# Supplied information:

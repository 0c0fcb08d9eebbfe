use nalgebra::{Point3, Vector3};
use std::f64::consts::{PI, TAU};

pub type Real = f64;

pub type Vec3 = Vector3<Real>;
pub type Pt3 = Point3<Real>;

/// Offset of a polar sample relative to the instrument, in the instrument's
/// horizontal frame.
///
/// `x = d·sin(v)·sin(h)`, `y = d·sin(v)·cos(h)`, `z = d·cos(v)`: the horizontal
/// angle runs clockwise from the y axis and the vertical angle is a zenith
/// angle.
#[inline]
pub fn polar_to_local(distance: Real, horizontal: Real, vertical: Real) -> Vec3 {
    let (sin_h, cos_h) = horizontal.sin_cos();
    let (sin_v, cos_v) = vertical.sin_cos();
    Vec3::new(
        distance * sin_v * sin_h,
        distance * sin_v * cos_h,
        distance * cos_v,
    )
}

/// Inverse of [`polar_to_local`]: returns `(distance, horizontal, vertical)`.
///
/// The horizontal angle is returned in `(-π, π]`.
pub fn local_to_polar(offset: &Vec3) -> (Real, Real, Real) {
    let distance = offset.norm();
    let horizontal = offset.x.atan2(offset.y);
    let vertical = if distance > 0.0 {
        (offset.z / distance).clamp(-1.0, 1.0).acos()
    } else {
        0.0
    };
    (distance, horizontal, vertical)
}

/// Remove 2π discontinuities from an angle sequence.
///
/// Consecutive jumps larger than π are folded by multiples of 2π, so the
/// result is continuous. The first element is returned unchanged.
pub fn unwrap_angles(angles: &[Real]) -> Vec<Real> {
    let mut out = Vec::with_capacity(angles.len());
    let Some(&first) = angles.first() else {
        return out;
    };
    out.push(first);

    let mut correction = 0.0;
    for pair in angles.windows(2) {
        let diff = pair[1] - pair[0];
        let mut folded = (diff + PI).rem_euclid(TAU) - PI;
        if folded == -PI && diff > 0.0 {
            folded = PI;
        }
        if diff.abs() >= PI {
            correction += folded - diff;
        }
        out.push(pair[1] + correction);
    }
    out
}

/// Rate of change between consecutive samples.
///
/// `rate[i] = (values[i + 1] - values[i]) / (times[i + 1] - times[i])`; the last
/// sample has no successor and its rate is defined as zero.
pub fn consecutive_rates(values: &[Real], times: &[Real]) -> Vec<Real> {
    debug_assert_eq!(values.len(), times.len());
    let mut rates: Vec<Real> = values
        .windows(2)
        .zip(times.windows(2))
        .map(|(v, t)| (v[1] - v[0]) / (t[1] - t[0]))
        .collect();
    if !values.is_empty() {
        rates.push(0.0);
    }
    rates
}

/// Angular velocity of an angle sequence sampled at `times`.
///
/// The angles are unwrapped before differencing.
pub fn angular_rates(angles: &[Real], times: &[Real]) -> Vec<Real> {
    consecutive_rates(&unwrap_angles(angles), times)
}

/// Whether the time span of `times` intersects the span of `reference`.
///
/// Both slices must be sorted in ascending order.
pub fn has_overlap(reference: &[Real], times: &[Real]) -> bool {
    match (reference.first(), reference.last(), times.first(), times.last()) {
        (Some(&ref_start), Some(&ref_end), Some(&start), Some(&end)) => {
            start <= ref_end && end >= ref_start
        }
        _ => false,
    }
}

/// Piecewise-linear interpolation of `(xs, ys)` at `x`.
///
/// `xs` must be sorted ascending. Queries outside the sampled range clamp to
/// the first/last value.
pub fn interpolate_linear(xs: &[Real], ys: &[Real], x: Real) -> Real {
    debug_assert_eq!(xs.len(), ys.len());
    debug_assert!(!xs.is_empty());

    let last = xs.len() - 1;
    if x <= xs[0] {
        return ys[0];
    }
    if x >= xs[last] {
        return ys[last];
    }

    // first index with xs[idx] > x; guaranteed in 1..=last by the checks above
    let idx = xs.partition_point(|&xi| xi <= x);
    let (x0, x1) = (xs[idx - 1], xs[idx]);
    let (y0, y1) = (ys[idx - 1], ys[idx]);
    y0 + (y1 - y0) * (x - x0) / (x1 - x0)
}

# Assignment:
Find the word "Some" in the records, and report each line that has it.

# Exercise solution:
    let Some(&first) = angles.first() else {
        (Some(&ref_start), Some(&ref_end), Some(&start), Some(&end)) => {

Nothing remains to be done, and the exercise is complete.